The Drimoleague Heritage Walkways

Drimoleague, which was once the busiest railway junction in West Cork with no fewer than three platforms, has now become the hub of walking networks in the area. Hence the title The Walker’s Junction of West Cork.

Here the well-acclaimed Sheep’s Head Way converges with the six Drimoleague Heritage Walkways, and then continues northwards to Kealkill. St Finbarr’s Pilgrim Way, a 37km ancient pilgrim path to St Finbarr’s hermitage at Gougane Barra, also starts here.

The Dunmanway network of walks are accessible from Drimoleague and, with a few green road stretches, you can find your way to the walks at Carrigfadda, near Rosscarbery. Skibbereen is just 13km away, with Lough Hyne, Baltimore and other coastal walks within driving distance.

All the walks featured, along with a pull-out map, interesting historical facts, and nature studies are covered in greater detail in the booklet ‘A Guide to The Sheep’s Head Way – Eastern Routes which is available locally at a reasonable price. For mail order, please e-mail davidross316@gmail.com.

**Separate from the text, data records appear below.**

//! Error types and error handling for the tokenizer.
//!
//! Scanning itself never fails. These errors are produced when a caller
//! asks for strict tokenization and an unknown character shows up:
//!
//! - Error structures with source position information
//! - Error formatting and suggestions

pub mod errors;
use std::fmt::Display;

use crate::Position;

#[derive(Debug, PartialEq, Eq, Clone, Copy, Hash)]
pub enum TokenType {
    Str, // string literal, quotes included
    Num, // number, validated later
    Op,  // run of operator characters
    Ws,  // whitespace
    Sym, // symbol
    Com, // line comment
    Pnc, // punctuation
    Unk, // character no pattern recognised
    End, // end of input
}

impl TokenType {
    /// Kinds whose matched text may contain newlines.
    pub fn may_span_lines(&self) -> bool {
        matches!(self, TokenType::Ws | TokenType::Str)
    }
}

impl Display for TokenType {
    fn fmt(&self, f: &mut std::fmt::Formatter<'_>) -> std::fmt::Result {
        write!(f, "{:?}", self)
    }
}

/// A classified fragment of the source. The value is the exact matched text;
/// the position is where its first character sits, absent only for `End`.
#[derive(Debug, PartialEq, Eq, Clone)]
pub struct Token {
    pub ttype: TokenType,
    pub value: String,
    pub position: Option<Position>,
}

impl Display for Token {
    fn fmt(&self, f: &mut std::fmt::Formatter<'_>) -> std::fmt::Result {
        let quoted = serde_json::to_string(&self.value).map_err(|_| std::fmt::Error)?;
        write!(f, "{}\t[{}]", self.ttype, quoted)?;

        if let Some(position) = &self.position {
            write!(f, "\t({}, {})", position.row, position.col)?;
        }

        Ok(())
    }
}

impl Token {
    pub fn is_end(&self) -> bool {
        self.ttype == TokenType::End
    }
}

/// Renders a token as a single debug line, e.g. `Sym\t["abc"]\t(1, 1)`.
pub fn token_to_string(token: &Token) -> String {
    token.to_string()
}
use std::{fmt::Display, rc::Rc};

use thiserror::Error;

use crate::Position;

#[derive(Debug, Clone)]
pub struct Error {
    internal_error: ErrorImpl,
    position: Position,
    file: Rc<String>,
}

impl Error {
    pub fn new(error_impl: ErrorImpl, position: Position, file: Option<String>) -> Self {
        let file = if let Some(file) = file {
            Rc::new(file)
        } else {
            Rc::new(String::from("shell"))
        };

        Error {
            internal_error: error_impl,
            position,
            file,
        }
    }

    pub fn get_position(&self) -> &Position {
        &self.position
    }

    pub fn get_file(&self) -> &str {
        &self.file
    }

    pub fn get_internal(&self) -> &ErrorImpl {
        &self.internal_error
    }

    pub fn get_error_name(&self) -> &str {
        match &self.internal_error {
            ErrorImpl::UnrecognisedToken { .. } => "UnrecognisedToken",
            ErrorImpl::UnterminatedString { .. } => "UnterminatedString",
        }
    }

    pub fn get_tip(&self) -> ErrorTip {
        match &self.internal_error {
            ErrorImpl::UnrecognisedToken { .. } => ErrorTip::None,
            ErrorImpl::UnterminatedString { quote } => ErrorTip::Suggestion(format!(
                "String opened with `{}` is never closed, is a quote escaped by mistake?",
                quote
            )),
        }
    }
}

impl Display for Error {
    fn fmt(&self, f: &mut std::fmt::Formatter<'_>) -> std::fmt::Result {
        write!(f, "{} at {}:{}", self.internal_error, self.file, self.position)
    }
}

impl std::error::Error for Error {}

pub enum ErrorTip {
    None,
    Suggestion(String),
}

impl Display for ErrorTip {
    fn fmt(&self, f: &mut std::fmt::Formatter<'_>) -> std::fmt::Result {
        match self {
            ErrorTip::None => write!(f, ""),
            ErrorTip::Suggestion(suggestion) => write!(f, "{}", suggestion),
        }
    }
}

#[derive(Error, Debug, Clone, PartialEq, Eq)]
pub enum ErrorImpl {
    #[error("unrecognised token: {token:?}")]
    UnrecognisedToken { token: String },
    #[error("unterminated string starting with {quote:?}")]
    UnterminatedString { quote: char },
}
//! AI market analysis
//!
//! Builds a plain-text prompt from the tail of a candle series and asks
//! the OpenAI chat-completions API for a free-text read: trend, entry,
//! stop-loss, take-profit. The model's answer is opaque display content;
//! nothing here parses or validates it. One call, no retries.

use std::time::Duration;

use serde::Deserialize;

use crate::error::{MarketError, Result};
use crate::types::CandleSeries;

const OPENAI_URL: &str = "https://api.openai.com/v1/chat/completions";

/// Non-secret placeholder shipped as the credential default. Any run
/// that still carries it gets a configuration hint instead of a 401.
pub const PLACEHOLDER_API_KEY: &str = "YOUR_OPENAI_API_KEY_HERE";

/// Chat-completions client.
pub struct Analyzer {
    api_key: String,
    model: String,
    timeout: Duration,
}

#[derive(Debug, Deserialize)]
struct ChatResponse {
    choices: Vec<ChatChoice>,
}

#[derive(Debug, Deserialize)]
struct ChatChoice {
    message: ChatMessage,
}

#[derive(Debug, Deserialize)]
struct ChatMessage {
    content: String,
}

impl Analyzer {
    pub fn new(api_key: impl Into<String>, model: impl Into<String>, timeout: Duration) -> Self {
        Self {
            api_key: api_key.into(),
            model: model.into(),
            timeout,
        }
    }

    /// Ask the model for a market read on the last `tail` candles.
    ///
    /// All failures map to [`MarketError::Analysis`] and surface as a
    /// non-fatal message in the dashboard.
    pub async fn analyze(&self, series: &CandleSeries, tail: usize) -> Result<String> {
        if self.api_key.is_empty() || self.api_key == PLACEHOLDER_API_KEY {
            return Err(MarketError::Analysis(
                "OPENAI_API_KEY is not configured".into(),
            ));
        }
        if series.is_empty() {
            return Err(MarketError::Analysis(
                "no candle data available to analyze".into(),
            ));
        }

        let prompt = build_prompt(series, tail);
        let body = serde_json::json!({
            "model": self.model,
            "messages": [{ "role": "user", "content": prompt }],
        });

        let request = reqwest::Client::new()
            .post(OPENAI_URL)
            .header("Authorization", format!("Bearer {}", self.api_key))
            .header("Content-Type", "application/json")
            .json(&body);

        #[cfg(not(target_arch = "wasm32"))]
        let request = request.timeout(self.timeout);
        #[cfg(target_arch = "wasm32")]
        let _ = self.timeout;

        let response = request
            .send()
            .await
            .map_err(|e| MarketError::Analysis(format!("request failed: {e}")))?;

        let status = response.status();
        if !status.is_success() {
            let text = response
                .text()
                .await
                .unwrap_or_else(|_| "Unknown error".into());
            return Err(MarketError::Analysis(format!("HTTP {status}: {text}")));
        }

        let chat: ChatResponse = response
            .json()
            .await
            .map_err(|e| MarketError::Analysis(format!("bad completion response: {e}")))?;

        chat.choices
            .into_iter()
            .next()
            .map(|c| c.message.content.trim().to_string())
            .ok_or_else(|| MarketError::Analysis("completion returned no choices".into()))
    }
}

/// Render the tail slice of a series as a prompt asking for trend,
/// entry, stop-loss and take-profit with brief technical reasoning.
pub fn build_prompt(series: &CandleSeries, tail: usize) -> String {
    let mut rows = String::new();
    for c in series.tail(tail) {
        rows.push_str(&format!(
            "{} open={:.2} high={:.2} low={:.2} close={:.2}\n",
            c.timestamp.format("%Y-%m-%d %H:%M UTC"),
            c.open,
            c.high,
            c.low,
            c.close,
        ));
    }

    format!(
        "Here is recent {symbol} price data from {exchange}, {label} candles:\n\n\
         {rows}\n\
         Analyze this with:\n\
         - Price trend (bullish, bearish, or sideways)\n\
         - Entry point (ideal entry price)\n\
         - Stop Loss (SL)\n\
         - Take Profit (TP)\n\
         - Brief technical reasoning",
        symbol = series.symbol,
        exchange = series.exchange,
        label = series.granularity.label(),
        rows = rows,
    )
}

Maps courtesy of Dennison Design and Abigail Ross.

Drimoleague Heritage Loop

An energetic loop walk combining village landscape, hilltop panorama, woodland and riverbank. This walk has a number of Memorial Benches. Take a while to sit, enjoy the peace and reflect on the people of the area whose lives are commemorated. As you walk along the river, note the heronry in the trees, and watch out for dippers and kingfishers. See map for directions.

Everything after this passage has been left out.